There are seven numerically graded and five pass/fail online discussion forums with directions and criteria listed to be met. Online discussions reflect the module topics, are supported by the texts, Internet websites and audio files. The faculty looks for evidence that the student: 1) understood the assigned materials and was able ask questions about items that may have been unclear, 2) completed all of the assigned readings, 3) viewed and analyzed the selected videos and related this to the course concepts, 4) integrated relevant reading material from the course and additional library and research resources as needed to complete written assignments, 5) contributed to the course discussions in culturally respectful and tolerant way, 6) learned the course concepts, theory, historical-cultural framework while appreciating the role of the professional nurse.

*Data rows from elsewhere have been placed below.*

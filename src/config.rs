use anyhow::{anyhow, Result};
use serde::Deserialize;
use std::env;
use tracing::{info, warn};

use crate::llm_providers::LLMProviderType;

// Import logging macros
use crate::log_validation;

pub const DEFAULT_MAX_UPLOAD_BYTES: usize = 25 * 1024 * 1024;

/// Complete application configuration loaded from environment variables
#[derive(Debug, Clone, Deserialize)]
pub struct Config {
    pub database: DatabaseConfig,
    pub storage: StorageConfig,
    pub llm: LLMConfig,
    pub server: ServerConfig,
    pub logging: LoggingConfig,
}

/// Database connection configuration
#[derive(Debug, Clone, Deserialize)]
pub struct DatabaseConfig {
    pub url: String,
}

/// Object storage holding the uploaded source documents
#[derive(Debug, Clone, Deserialize)]
pub struct StorageConfig {
    pub url: String, // always ends with '/'
    pub access_key: String,
    pub bucket: String,
    pub timeout_secs: u64,
}

/// Large Language Model service configuration
#[derive(Debug, Clone, Deserialize)]
pub struct LLMConfig {
    pub api_key: String,
    pub base_url: Option<String>,
    pub provider: LLMProviderType,
    pub model: Option<String>,
    pub timeout_secs: u64,
}

/// HTTP server configuration
#[derive(Debug, Clone, Deserialize)]
pub struct ServerConfig {
    pub port: u16,
    pub host: String,
    pub max_upload_bytes: usize,
}

/// Logging system configuration
#[derive(Debug, Clone, Deserialize)]
pub struct LoggingConfig {
    pub level: String,
    pub file_enabled: bool,
    pub console_enabled: bool,
    pub log_directory: String,
}

impl Config {
    /// Load configuration from environment variables with sensible defaults
    pub fn from_env() -> Result<Self> {
        Self::from_lookup(|key| env::var(key).ok())
    }

    /// Load configuration from an arbitrary key lookup; missing secrets are an error.
    /// Runs before the subscriber exists, so it stays silent.
    pub fn from_lookup<F>(lookup: F) -> Result<Self>
    where
        F: Fn(&str) -> Option<String>,
    {
        Ok(Config {
            database: DatabaseConfig::from_lookup(&lookup)?,
            storage: StorageConfig::from_lookup(&lookup)?,
            llm: LLMConfig::from_lookup(&lookup)?,
            server: ServerConfig::from_lookup(&lookup)?,
            logging: LoggingConfig::from_lookup(&lookup)?,
        })
    }

    /// Log a summary of loaded configuration (without sensitive data)
    pub fn log_configuration_summary(&self) {
        info!(
            database_url_masked = %mask_sensitive_data(&self.database.url),
            storage_url = %self.storage.url,
            storage_key_masked = %mask_sensitive_data(&self.storage.access_key),
            storage_bucket = %self.storage.bucket,
            llm_provider = ?self.llm.provider,
            llm_model = ?self.llm.model,
            llm_api_key_masked = %mask_sensitive_data(&self.llm.api_key),
            llm_timeout_secs = self.llm.timeout_secs,
            server_address = %format!("{}:{}", self.server.host, self.server.port),
            log_level = %self.logging.level,
            "Configuration summary"
        );
    }

    /// Validate configuration values
    pub fn validate(&self) -> Result<()> {
        if !self.database.url.starts_with("sqlite:") {
            return Err(anyhow!("DATABASE_URL must start with 'sqlite:'"));
        }

        if !self.storage.url.starts_with("http://") && !self.storage.url.starts_with("https://") {
            return Err(anyhow!("STORAGE_URL must be an http(s) URL"));
        }

        if self.server.port == 0 {
            return Err(anyhow!("Server port must be greater than 0"));
        }

        if self.llm.timeout_secs == 0 || self.storage.timeout_secs == 0 {
            return Err(anyhow!("Request timeouts must be at least one second"));
        }

        if self.server.max_upload_bytes == 0 {
            return Err(anyhow!("MAX_UPLOAD_BYTES must be greater than 0"));
        }

        if !["trace", "debug", "info", "warn", "error"]
            .iter()
            .any(|level| self.logging.level.to_lowercase().starts_with(level))
        {
            warn!("Unrecognised log level '{}', the filter may fall back to defaults", self.logging.level);
        }

        log_validation!(success, "configuration", "Configuration validation completed successfully");
        Ok(())
    }
}

fn required<F>(lookup: &F, key: &str) -> Result<String>
where
    F: Fn(&str) -> Option<String>,
{
    match lookup(key) {
        Some(value) if !value.trim().is_empty() => Ok(value.trim().to_string()),
        _ => Err(anyhow!("{} must be set", key)),
    }
}

fn parse_or<F, T>(lookup: &F, key: &str, default: T) -> Result<T>
where
    F: Fn(&str) -> Option<String>,
    T: std::str::FromStr,
{
    match lookup(key) {
        Some(raw) => raw
            .trim()
            .parse::<T>()
            .map_err(|_| anyhow!("Invalid {} value: '{}'", key, raw)),
        None => Ok(default),
    }
}

fn flag_or<F>(lookup: &F, key: &str, default: bool) -> bool
where
    F: Fn(&str) -> Option<String>,
{
    lookup(key)
        .and_then(|raw| raw.trim().parse::<bool>().ok())
        .unwrap_or(default)
}

impl DatabaseConfig {
    fn from_lookup<F: Fn(&str) -> Option<String>>(lookup: &F) -> Result<Self> {
        let url = lookup("DATABASE_URL").unwrap_or_else(|| "sqlite:study_forge.db".to_string());

        Ok(DatabaseConfig { url })
    }
}

impl StorageConfig {
    fn from_lookup<F: Fn(&str) -> Option<String>>(lookup: &F) -> Result<Self> {
        let mut url = required(lookup, "STORAGE_URL")?;
        if !url.ends_with('/') {
            url.push('/');
        }
        let access_key = required(lookup, "STORAGE_KEY")?;
        let bucket = lookup("STORAGE_BUCKET").unwrap_or_else(|| "documents".to_string());
        let timeout_secs = parse_or(lookup, "STORAGE_TIMEOUT_SECS", 30u64)?;

        Ok(StorageConfig {
            url,
            access_key,
            bucket,
            timeout_secs,
        })
    }
}

impl LLMConfig {
    fn from_lookup<F: Fn(&str) -> Option<String>>(lookup: &F) -> Result<Self> {
        let api_key = required(lookup, "LLM_API_KEY")?;

        let base_url = lookup("LLM_BASE_URL");

        let provider_str = lookup("LLM_PROVIDER").unwrap_or_else(|| "gemini".to_string());

        let provider = match provider_str.to_lowercase().as_str() {
            "gemini" | "google" => LLMProviderType::Gemini,
            "openai" | "chatgpt" | "gpt" => LLMProviderType::OpenAI,
            // unknown names fall back to Gemini
            _ => LLMProviderType::Gemini,
        };

        let model = lookup("LLM_MODEL");
        let timeout_secs = parse_or(lookup, "LLM_TIMEOUT_SECS", 60u64)?;

        Ok(LLMConfig {
            api_key,
            base_url,
            provider,
            model,
            timeout_secs,
        })
    }
}

impl ServerConfig {
    fn from_lookup<F: Fn(&str) -> Option<String>>(lookup: &F) -> Result<Self> {
        let port = parse_or(lookup, "PORT", 3000u16)?;
        let host = lookup("HOST").unwrap_or_else(|| "0.0.0.0".to_string());
        let max_upload_bytes = parse_or(lookup, "MAX_UPLOAD_BYTES", DEFAULT_MAX_UPLOAD_BYTES)?;

        Ok(ServerConfig {
            port,
            host,
            max_upload_bytes,
        })
    }
}

impl LoggingConfig {
    fn from_lookup<F: Fn(&str) -> Option<String>>(lookup: &F) -> Result<Self> {
        let level = lookup("RUST_LOG").unwrap_or_else(|| "info,study_forge=debug".to_string());
        let file_enabled = flag_or(lookup, "LOG_FILE_ENABLED", true);
        let console_enabled = flag_or(lookup, "LOG_CONSOLE_ENABLED", true);
        let log_directory = lookup("LOG_DIRECTORY").unwrap_or_else(|| "logs".to_string());

        Ok(LoggingConfig {
            level,
            file_enabled,
            console_enabled,
            log_directory,
        })
    }
}

/// Mask sensitive data in configuration for safe logging
fn mask_sensitive_data(data: &str) -> String {
    let chars: Vec<char> = data.chars().collect();
    if chars.len() <= 8 {
        "*".repeat(chars.len())
    } else {
        let head: String = chars[..4].iter().collect();
        let tail: String = chars[chars.len() - 4..].iter().collect();
        format!("{}***{}", head, tail)
    }
}

#[cfg(test)]
mod tests {
    use super::*;
    use std::collections::HashMap;
    use std::sync::atomic::{AtomicUsize, Ordering};
    use std::sync::Arc;

    fn lookup_from(pairs: &[(&str, &str)]) -> impl Fn(&str) -> Option<String> {
        let map: HashMap<String, String> = pairs
            .iter()
            .map(|(k, v)| (k.to_string(), v.to_string()))
            .collect();
        move |key| map.get(key).cloned()
    }

    fn required_secrets() -> Vec<(&'static str, &'static str)> {
        vec![
            ("STORAGE_URL", "https://project.supabase.co"),
            ("STORAGE_KEY", "service-role-key-123"),
            ("LLM_API_KEY", "AIza-test-key"),
        ]
    }

    struct EventCounter(Arc<AtomicUsize>);

    impl<S: tracing::Subscriber> tracing_subscriber::Layer<S> for EventCounter {
        fn on_event(&self, _event: &tracing::Event<'_>, _ctx: tracing_subscriber::layer::Context<'_, S>) {
            self.0.fetch_add(1, Ordering::SeqCst);
        }
    }

    #[test]
    fn test_loading_emits_no_events() {
        use tracing_subscriber::layer::SubscriberExt;

        let events = Arc::new(AtomicUsize::new(0));
        let subscriber = tracing_subscriber::registry().with(EventCounter(events.clone()));

        let mut pairs = required_secrets();
        pairs.push(("LLM_PROVIDER", "somebody-else"));
        let config = tracing::subscriber::with_default(subscriber, || {
            Config::from_lookup(lookup_from(&pairs)).unwrap()
        });

        assert_eq!(config.llm.provider, LLMProviderType::Gemini);
        assert_eq!(events.load(Ordering::SeqCst), 0);
    }

    #[test]
    fn test_mask_sensitive_data() {
        assert_eq!(mask_sensitive_data("short"), "*****");
        assert_eq!(mask_sensitive_data("sqlite:study_forge.db"), "sqli***e.db");
        assert_eq!(mask_sensitive_data("sk-1234567890abcdef"), "sk-1***cdef");
    }

    #[test]
    fn test_defaults_with_required_secrets() {
        let config = Config::from_lookup(lookup_from(&required_secrets())).unwrap();

        assert_eq!(config.database.url, "sqlite:study_forge.db");
        assert_eq!(config.storage.url, "https://project.supabase.co/");
        assert_eq!(config.storage.bucket, "documents");
        assert_eq!(config.storage.timeout_secs, 30);
        assert_eq!(config.llm.provider, LLMProviderType::Gemini);
        assert_eq!(config.llm.timeout_secs, 60);
        assert_eq!(config.server.port, 3000);
        assert_eq!(config.server.host, "0.0.0.0");
        assert_eq!(config.server.max_upload_bytes, DEFAULT_MAX_UPLOAD_BYTES);
        assert!(config.validate().is_ok());
    }

    #[test]
    fn test_each_secret_is_required() {
        for missing in ["STORAGE_URL", "STORAGE_KEY", "LLM_API_KEY"] {
            let pairs: Vec<(&str, &str)> = required_secrets()
                .into_iter()
                .filter(|(k, _)| *k != missing)
                .collect();
            let err = Config::from_lookup(lookup_from(&pairs)).unwrap_err();
            assert!(err.to_string().contains(missing), "error should name {}", missing);
        }
    }

    #[test]
    fn test_blank_secret_counts_as_missing() {
        let pairs = [
            ("STORAGE_URL", "https://project.supabase.co"),
            ("STORAGE_KEY", "service-role-key-123"),
            ("LLM_API_KEY", "   "),
        ];
        assert!(Config::from_lookup(lookup_from(&pairs)).is_err());
    }

    #[test]
    fn test_llm_provider_parsing() {
        let test_cases = vec![
            ("openai", LLMProviderType::OpenAI),
            ("OpenAI", LLMProviderType::OpenAI),
            ("chatgpt", LLMProviderType::OpenAI),
            ("gpt", LLMProviderType::OpenAI),
            ("gemini", LLMProviderType::Gemini),
            ("Google", LLMProviderType::Gemini),
            ("unknown", LLMProviderType::Gemini),
        ];

        for (input, expected) in test_cases {
            let mut pairs = required_secrets();
            pairs.push(("LLM_PROVIDER", input));
            let config = Config::from_lookup(lookup_from(&pairs)).unwrap();
            assert_eq!(config.llm.provider, expected, "Input '{}' should map to {:?}", input, expected);
        }
    }

    #[test]
    fn test_invalid_numbers_are_rejected() {
        for key in ["PORT", "LLM_TIMEOUT_SECS", "STORAGE_TIMEOUT_SECS", "MAX_UPLOAD_BYTES"] {
            let mut pairs = required_secrets();
            pairs.push((key, "not-a-number"));
            assert!(Config::from_lookup(lookup_from(&pairs)).is_err(), "{} should be rejected", key);
        }
    }

    #[test]
    fn test_config_validation() {
        let config = Config::from_lookup(lookup_from(&required_secrets())).unwrap();

        let mut invalid = config.clone();
        invalid.server.port = 0;
        assert!(invalid.validate().is_err());

        let mut invalid = config.clone();
        invalid.database.url = "postgres://localhost/study".to_string();
        assert!(invalid.validate().is_err());

        let mut invalid = config;
        invalid.storage.url = "ftp://files.example.com/".to_string();
        assert!(invalid.validate().is_err());
    }
}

There are six individual, numerically graded written assignments and five pass/fail (drafts, icebreaker and ) written assignments. Specific assignments have detailed grading and directions. The Weekly Learning Journal (WLJ) will consist of thirteen entries and a summary of the learning throughout the course and will be graded numerically as a whole. Written work is evaluated for substantive content on the topic and the use of APA (American Psychological Association) formatting and proper sentence and paragraph structure, grammar, punctuation, spelling and basic, English composition are expected.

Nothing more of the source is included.